Esta é a segunda versão do argumento. Este argumento não pretende justificar todos os atributos divinos defendidos pelos teístas, mas apenas alguns deles. Por exemplo, este argumento ainda não procura defender atributos divinos como o da omnisciência, omnipotência, omnipresença, infinitude, etc. O meu objectivo é vir a enriquecer em breve este argumento com a defesa de mais atributos divinos. Muito agradeceria os comentários e críticas, de forma a que sejam encontradas falhas ou imperfeições no argumento, para este ser aperfeiçoado até onde for possível.


PS: Haveria muito a dizer acerca da conciliação entre estes argumentos e o actual conhecimento científico, sobretudo nas áreas da física e da cosmologia. Algumas das premissas usadas na base deste argumento têm importantes implicações científicas. Por exemplo, a premissa 4, que assume a teoria A do tempo, é incompatível com uma interpretação realista do espaço-tempo de Minkowski. A conveniência matemática deste modelo espácio-temporal no contexto da relatividade restrita de Einstein não tem que ser negada: basta que, em defesa de uma teoria A do tempo, não se interprete o espaço-tempo de Minkowski como algo real, mas apenas como algo matematicamente útil. Há também toda uma literatura académica (Kenny, e outros) que pretende demonstrar a incompatibilidade dos argumentos cosmológicos de São Tomás de Aquino (que eu segui na construção deste meu argumento) com a física moderna, seja ela newtoniana ou einsteiniana. Nem sempre é fácil encontrá-los, mas há excelentes artigos escritos por filósofos tomistas que mostram cabalmente que não existe qualquer incompatibilidade entre os argumentos tomistas e a física moderna. Veja-se, por exemplo, o artigo de David Oderberg (Universidade de Reading, Reino Unido), "Whatever is Changing is Being Changed by Something Else": A Reappraisal of Premise One of the First Way, ou os artigos de Edward Feser (Pasadena City College, EUA) no Volume 10 dos Proceedings of the Society for Medieval Logic and Metaphysics.
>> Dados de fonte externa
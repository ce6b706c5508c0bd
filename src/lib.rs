#![deny(missing_docs)]
//! Columnar relation runtime and temporal grid index for a bitemporal,
//! append-only storage engine.
//!
//! Two subsystems live here. The relation layer provides zero-copy read
//! columns over arrow vectors (direct, index-selected, dense-union, and
//! materialized forms) paired with single-producer append columns. The
//! grid index is a static, histogram-calibrated spatial structure over
//! fixed-arity integer points, searched cell by cell on a sorted last
//! axis.
//!
//! # Quick Start
//!
//! ```
//! use tempora::{AppendRelation, BufferAllocator, ColumnFactory, Value};
//!
//! # fn main() -> tempora::Result<()> {
//! let allocator = BufferAllocator::unbounded();
//! let mut relation = AppendRelation::new(allocator, ColumnFactory::Fresh);
//! let prices = relation.append_column("price")?;
//! prices.append_long(42)?;
//! prices.append_double(2.5)?;
//!
//! let snapshot = relation.read()?;
//! assert_eq!(snapshot.row_count(), 2);
//! let prices = snapshot.column("price").unwrap();
//! assert_eq!(prices.get_object(0), Value::Long(42));
//! assert_eq!(prices.get_object(1), Value::Double(2.5));
//! # Ok(())
//! # }
//! ```

mod alloc;
mod append;
mod error;
mod grid;
mod histogram;
mod read;
mod relation;
mod search;
mod types;

pub use alloc::{BufferAllocator, Reservation};
pub use append::{
    AppendColumn, ColumnFactory, FreshAppendColumn, IndirectAppendColumn, VectorAppendColumn,
};
pub use error::{Error, Result};
pub use grid::{FlatPoints, GridOptions, PointSource, SimpleGrid};
pub use histogram::Histogram;
pub use read::ReadColumn;
pub use relation::{AppendRelation, ReadRelation, RowCopier, copy_rel_from, row_copier, select};
pub use search::RangeSearch;
pub use types::{MinorType, Value, value_at};
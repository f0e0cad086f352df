//! Configuration loading, validation, env substitution, and env overrides.
//!
//! Config files: `projector.toml`, `projector.yaml`, or `projector.json`
//! Searched in `./` then `~/.config/projector/`.
//!
//! Supports `${ENV_VAR}` substitution in all string values. The environment
//! variables `PROJECT_FOLDERS_ROOT`, `PROJECTS_JSON_FILE_PATH` and
//! `FILTER_STRATEGY` override the file.

pub mod env_subst;
pub mod error;
pub mod loader;
pub mod schema;
pub mod validate;

pub use {
    error::{Error, Result},
    loader::{
        apply_env_overrides, config_dir, discover_and_load, find_config_file, load_config,
        load_config_value,
    },
    schema::{ProjectorConfig, ProjectsConfig, ProjectsSettings, ServerConfig},
    validate::{Diagnostic, Severity, ValidationResult, validate_with},
};
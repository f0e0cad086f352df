use {anyhow::Result, clap::Subcommand};

use projector_config::validate::{self, Diagnostic, Severity};

use crate::ConfigOverrides;

#[derive(Subcommand)]
pub enum ConfigAction {
    /// Validate the configuration that commands would run with.
    Check {
        /// Show informational diagnostics in addition to errors and warnings.
        #[arg(long)]
        verbose: bool,
    },
}

pub async fn handle_config(action: ConfigAction, overrides: &ConfigOverrides) -> Result<()> {
    match action {
        ConfigAction::Check { verbose } => check(overrides, verbose),
    }
}

const RED: &str = "\x1b[31m";
const YELLOW: &str = "\x1b[33m";
const CYAN: &str = "\x1b[36m";
const BOLD: &str = "\x1b[1m";
const RESET: &str = "\x1b[0m";

fn check(overrides: &ConfigOverrides, verbose: bool) -> Result<()> {
    let result =
        validate::validate_with(overrides.config.as_deref(), |config| overrides.apply(config));

    match result.config_path {
        Some(ref path) => eprintln!("Checking {}", path.display()),
        None => eprintln!("No config file found; checking environment and flags"),
    }

    let mut shown: Vec<&Diagnostic> = result
        .diagnostics
        .iter()
        .filter(|d| verbose || d.severity != Severity::Info)
        .collect();
    shown.sort_by_key(|d| d.severity);

    for d in &shown {
        let color = match d.severity {
            Severity::Error => RED,
            Severity::Warning => YELLOW,
            Severity::Info => CYAN,
        };
        let location = if d.path.is_empty() {
            String::new()
        } else {
            format!("{}: ", d.path)
        };
        eprintln!("  {BOLD}{color}{}{RESET} {location}{}", d.severity, d.message);
    }

    let errors = result.count(Severity::Error);
    let warnings = result.count(Severity::Warning);
    match (errors, warnings) {
        (0, 0) => eprintln!("Configuration OK."),
        _ => eprintln!("{errors} error(s), {warnings} warning(s)"),
    }

    if errors > 0 {
        anyhow::bail!("configuration has {errors} error(s)");
    }
    Ok(())
}
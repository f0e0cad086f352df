//! Tool-invocation surface for the project catalog.
//!
//! Tools: `find_projects`, `create_new_project_folder`,
//! `create_readme_in_folder`, `projector_status`. Each one takes JSON params
//! and returns JSON, so any RPC layer can expose them by name through the
//! [`ToolRegistry`].

pub mod context;
pub mod create_folder;
pub mod create_readme;
pub mod find_projects;
pub mod registry;
pub mod status;

pub use {
    context::ProjectorContext,
    registry::{AgentTool, ToolRegistry},
    status::welcome_prompt,
};
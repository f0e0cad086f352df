use std::sync::Arc;

use {
    projector_config::{ProjectorConfig, ProjectsSettings},
    projector_projects::{CatalogStore, FileCatalogStore, FilterStrategy, FolderProvisioner},
};

use crate::{
    create_folder::CreateFolderTool, create_readme::CreateReadmeTool,
    find_projects::FindProjectsTool, registry::ToolRegistry, status::StatusTool,
};

/// Everything the tools need, built once at startup and shared by reference.
#[derive(Clone)]
pub struct ProjectorContext {
    pub server_name: String,
    pub strategy: FilterStrategy,
    pub store: Arc<dyn CatalogStore>,
    pub provisioner: FolderProvisioner,
}

impl ProjectorContext {
    pub fn new(settings: &ProjectsSettings, server_name: impl Into<String>) -> Self {
        Self {
            server_name: server_name.into(),
            strategy: settings.strategy,
            store: Arc::new(FileCatalogStore::new(&settings.catalog)),
            provisioner: FolderProvisioner::new(&settings.root),
        }
    }

    /// Resolve the loaded config into a context. Fails if the root or the
    /// catalog path is unset.
    pub fn from_config(config: &ProjectorConfig) -> projector_config::Result<Self> {
        let settings = config.projects.resolve()?;
        Ok(Self::new(&settings, &config.server.name))
    }

    /// Registry with every projector tool registered.
    pub fn registry(&self) -> ToolRegistry {
        let mut registry = ToolRegistry::new();
        registry.register(Box::new(FindProjectsTool::new(
            Arc::clone(&self.store),
            self.strategy,
        )));
        registry.register(Box::new(CreateFolderTool::new(self.provisioner.clone())));
        registry.register(Box::new(CreateReadmeTool));
        registry.register(Box::new(StatusTool::new(&self.server_name)));
        registry
    }
}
(1) Terceira Sessão, 24 de Abril de 1870, Capítulo 2, parágrafo 1.
(3) Suma contra os Gentios, Livro I (“Deus”), Capítulo 13 (“Argumentos para provar a existência de Deus”).

PPS: Este "post" foi modificado a 25 de Março de 2013, no sentido de substituir o termo "axioma" por "premissa", dado que o uso do termo "axioma" foi contestado pelo Ludwig Krippahl, e apesar de ele não ter razão nas suas críticas, eu não quero prejudicar a compreensão do argumento, e preferi usar o termo "premissa" para classificar as teses que tomo como verdadeiras, sem as demonstrar, e que dvem estar na base deste argumento para que ele funcione.